Still available for hire…
OK - so here’s the situation. I’m a computer science graduate that has spent the last 2 years in industry as a software developer, primarily making web applications. However in the last year I’ve become very aware that I don’t actually like doing what I do - in actual fact, thinking about it, I didn’t really enjoy Uni all that much either but I kept my head down and got on with battling through. I did OK in the end, I got that all important 2.1 overall and that opens a lot of doors, but bloody hell it wasn’t any fun. Met some decent people though.
So what is it about computing that I don’t like anymore? That’s the hard part, because I’m still interested in it. But I think the difference is that I’m now a user of techology rather than a builder of it, if that makes sense. I’m bored of it to be honest and the whole thing is so frustrating. So I really need a change.

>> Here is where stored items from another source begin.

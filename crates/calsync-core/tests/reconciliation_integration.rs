//! Integration tests for pull/push reconciliation through the service context,
//! backed by the in-memory record store and event source.

use std::collections::HashSet;
use std::sync::Arc;

use calsync_core::integrations::{
    EventTime, MemoryEventSource, MemoryRecordStore, PropertySet, PropertyValue, RemoteEvent,
    StoreOp, StoredRecord,
};
use calsync_core::{Config, DatabaseIds, PassResult, ServiceContext};
use chrono::{DateTime, TimeZone, Utc};

const SCHEDULE: &str = "schedule-db";

fn now() -> DateTime<Utc> {
    Utc.with_ymd_and_hms(2024, 1, 1, 8, 0, 0).unwrap()
}

fn config() -> Config {
    Config::from_toml(
        r#"
        [[bindings]]
        context = "Work"
        type = "Meeting"
        calendar_id = "meetings@group"

        [[bindings]]
        context = "Personal"
        type = "Events"
        calendar_id = "me@example.com"
        label = "Personal"

        [schedule_fields]
        source = "Calendar Source"
        "#,
    )
    .unwrap()
}

fn context(store: &Arc<MemoryRecordStore>, source: &Arc<MemoryEventSource>) -> ServiceContext {
    ServiceContext::with_backends(
        config(),
        store.clone(),
        Some(source.clone()),
        DatabaseIds {
            schedule: SCHEDULE.into(),
            tasks: None,
            time_blocks: None,
        },
    )
    .unwrap()
}

fn event(id: &str, summary: &str, start: &str, end: Option<&str>) -> RemoteEvent {
    RemoteEvent {
        id: Some(id.into()),
        summary: Some(summary.into()),
        start: Some(EventTime::new(start)),
        end: end.map(EventTime::new),
    }
}

fn local_record(title: Option<&str>, start: Option<&str>, context: &str, kind: &str) -> PropertySet {
    let mut props = PropertySet::new();
    if let Some(title) = title {
        props.insert("Name".into(), PropertyValue::Title(title.into()));
    }
    if let Some(start) = start {
        props.insert("Start Time".into(), PropertyValue::Date(Some(start.into())));
    }
    props.insert("Context".into(), PropertyValue::Select(Some(context.into())));
    props.insert("Type".into(), PropertyValue::Select(Some(kind.into())));
    props.insert("GCal ID".into(), PropertyValue::RichText(String::new()));
    props
}

fn live_foreign_ids(store: &MemoryRecordStore) -> Vec<String> {
    store
        .records(SCHEDULE)
        .into_iter()
        .filter(|r| !r.archived)
        .filter_map(|r| r.text("GCal ID").map(String::from))
        .collect()
}

fn seeded_source() -> Arc<MemoryEventSource> {
    let source = Arc::new(MemoryEventSource::new());
    source.seed(
        "meetings@group",
        event("g1", "Standup", "2024-01-02T09:00:00Z", Some("2024-01-02T09:15:00Z")),
    );
    source.seed(
        "meetings@group",
        event("g2", "Review", "2024-01-03T14:00:00Z", Some("2024-01-03T15:00:00Z")),
    );
    source.seed("me@example.com", event("g3", "Holiday", "2024-01-05", Some("2024-01-06")));
    // already started; outside the listing window
    source.seed("me@example.com", event("g0", "Old", "2023-12-31T09:00:00Z", None));
    source
}

#[test]
fn test_pull_is_idempotent() {
    let store = Arc::new(MemoryRecordStore::new());
    let source = seeded_source();
    let ctx = context(&store, &source);

    match ctx.pull_at(now()) {
        PassResult::Success(report) => {
            assert_eq!(report.added, 3);
            assert_eq!(report.updated, 0);
        }
        other => panic!("first pull failed: {other:?}"),
    }
    for _ in 0..3 {
        match ctx.pull_at(now()) {
            PassResult::Success(report) => {
                assert_eq!(report.added, 0);
                assert_eq!(report.updated, 3);
            }
            other => panic!("repeat pull failed: {other:?}"),
        }
    }
    assert_eq!(store.records(SCHEDULE).len(), 3);
}

#[test]
fn test_pulled_records_are_labelled_from_bindings() {
    let store = Arc::new(MemoryRecordStore::new());
    let source = seeded_source();
    context(&store, &source).pull_at(now());

    let holiday = store
        .records(SCHEDULE)
        .into_iter()
        .find(|r| r.text("GCal ID") == Some("g3"))
        .unwrap();
    assert_eq!(holiday.text("Context"), Some("Personal"));
    assert_eq!(holiday.text("Type"), Some("Events"));
    assert_eq!(holiday.text("Calendar Source"), Some("Personal"));
    assert_eq!(holiday.number("Duration"), Some(1440.0));

    let standup = store
        .records(SCHEDULE)
        .into_iter()
        .find(|r| r.text("GCal ID") == Some("g1"))
        .unwrap();
    assert_eq!(standup.text("Calendar Source"), Some("meetings@group"));
    assert_eq!(standup.number("Duration"), Some(15.0));
}

#[test]
fn test_dedup_survives_archived_copies() {
    let store = Arc::new(MemoryRecordStore::new());
    let source = seeded_source();
    let ctx = context(&store, &source);

    ctx.pull_at(now());
    let g1 = store
        .records(SCHEDULE)
        .into_iter()
        .find(|r| r.text("GCal ID") == Some("g1"))
        .unwrap();
    assert!(store.archive(&g1.id));

    // the archived mirror is not rematched; a fresh live record replaces it
    match ctx.pull_at(now()) {
        PassResult::Success(report) => assert_eq!((report.added, report.updated), (1, 2)),
        other => panic!("pull failed: {other:?}"),
    }
    ctx.pull_at(now());

    let ids = live_foreign_ids(&store);
    let distinct: HashSet<&String> = ids.iter().collect();
    assert_eq!(ids.len(), distinct.len());
    assert_eq!(ids.len(), 3);
}

#[test]
fn test_update_preserves_duration_when_unknown() {
    let store = Arc::new(MemoryRecordStore::new());
    let source = Arc::new(MemoryEventSource::new());
    source.seed(
        "meetings@group",
        event("g1", "Standup", "2024-01-02T09:00:00Z", Some("2024-01-02T09:30:00Z")),
    );
    let ctx = context(&store, &source);
    ctx.pull_at(now());

    let refreshed = Arc::new(MemoryEventSource::new());
    refreshed.seed(
        "meetings@group",
        event("g1", "Standup (moved)", "2024-01-02T09:00:00Z", Some("whenever")),
    );
    context(&store, &refreshed).pull_at(now());

    let rows = store.records(SCHEDULE);
    assert_eq!(rows.len(), 1);
    assert_eq!(rows[0].text("Name"), Some("Standup (moved)"));
    assert_eq!(rows[0].number("Duration"), Some(30.0));
}

#[test]
fn test_push_skips_and_continues() {
    let store = Arc::new(MemoryRecordStore::new());
    let source = Arc::new(MemoryEventSource::new());
    store.seed(
        SCHEDULE,
        StoredRecord::new("unmapped", local_record(Some("Errand"), Some("2024-02-01T10:00:00Z"), "Personal", "Unmapped")),
    );
    store.seed(
        SCHEDULE,
        StoredRecord::new("no-start", local_record(Some("Call mum"), None, "Personal", "Events")),
    );
    store.seed(
        SCHEDULE,
        StoredRecord::new("no-title", local_record(None, Some("2024-02-02T10:00:00Z"), "Work", "Meeting")),
    );
    store.seed(
        SCHEDULE,
        StoredRecord::new("ok", local_record(Some("Dentist"), Some("2024-02-03T10:00:00Z"), "Personal", "Events")),
    );
    let ctx = context(&store, &source);

    match ctx.push() {
        PassResult::Success(report) => assert_eq!(report.pushed, 1),
        other => panic!("push failed: {other:?}"),
    }
    assert_eq!(source.events("me@example.com").len(), 1);
    assert!(source.events("meetings@group").is_empty());
    for skipped in ["unmapped", "no-start", "no-title"] {
        assert_eq!(store.record(skipped).unwrap().text("GCal ID"), None);
    }
}

#[test]
fn test_push_then_pull_does_not_duplicate() {
    let store = Arc::new(MemoryRecordStore::new());
    let source = Arc::new(MemoryEventSource::new());
    store.seed(
        SCHEDULE,
        StoredRecord::new("local", local_record(Some("Planning"), Some("2024-02-01T10:00:00Z"), "Work", "Meeting")),
    );
    let ctx = context(&store, &source);

    let report = ctx.sync_at(now());
    assert!(report.is_success());
    assert_eq!(report.push.report().map(|r| r.pushed), Some(1));

    // the pushed event now comes back on pull and matches its origin record
    match ctx.pull_at(now()) {
        PassResult::Success(report) => assert_eq!((report.added, report.updated), (0, 1)),
        other => panic!("pull failed: {other:?}"),
    }
    assert_eq!(store.records(SCHEDULE).len(), 1);

    // nothing left to push
    assert_eq!(ctx.push().report().map(|r| r.pushed), Some(0));
}

#[test]
fn test_write_back_failure_aborts_push() {
    let store = Arc::new(MemoryRecordStore::new());
    let source = Arc::new(MemoryEventSource::new());
    store.seed(
        SCHEDULE,
        StoredRecord::new("a", local_record(Some("A"), Some("2024-02-01T10:00:00Z"), "Work", "Meeting")),
    );
    store.seed(
        SCHEDULE,
        StoredRecord::new("b", local_record(Some("B"), Some("2024-02-02T10:00:00Z"), "Work", "Meeting")),
    );
    store.fail_after(StoreOp::Update, 0);
    let ctx = context(&store, &source);

    let result = ctx.push();
    assert!(result.error_message().is_some());
    // the event was inserted before the write-back failed; the second record
    // was never reached
    assert_eq!(source.events("meetings@group").len(), 1);
    assert_eq!(store.record("a").unwrap().text("GCal ID"), None);
}

#[test]
fn test_listing_fault_reports_error() {
    let store = Arc::new(MemoryRecordStore::new());
    let source = seeded_source();
    source.fail_after(StoreOp::ListEvents, 1);
    let ctx = context(&store, &source);

    let result = ctx.pull_at(now());
    assert!(result.report().is_none());
    assert!(result.error_message().unwrap().contains("injected failure"));
    // records from the first calendar were committed before the fault
    assert_eq!(store.records(SCHEDULE).len(), 2);
}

The problem is, then, how do I go about undoing all this hard work? I know what you’re thinking - why would I want to undo all of that crazy effort that I put in over 4 years of blood, sweat and tears (and trust me, there were some very painful late nights in the labs). I’ll tell you why I need to do this - it’s stopping me from getting the jobs that I want and am better suited for: creative media jobs. I’ve become very interested in advertising and I want to create adverts. I love photography, design, colour and creative writing like songwriting and poetry. Working as a radio presenter for Radio Cherwell has only highlighted the fact that I hate my day job and it’s so far away from what I am or where I want to be, it makes me cry like a girl.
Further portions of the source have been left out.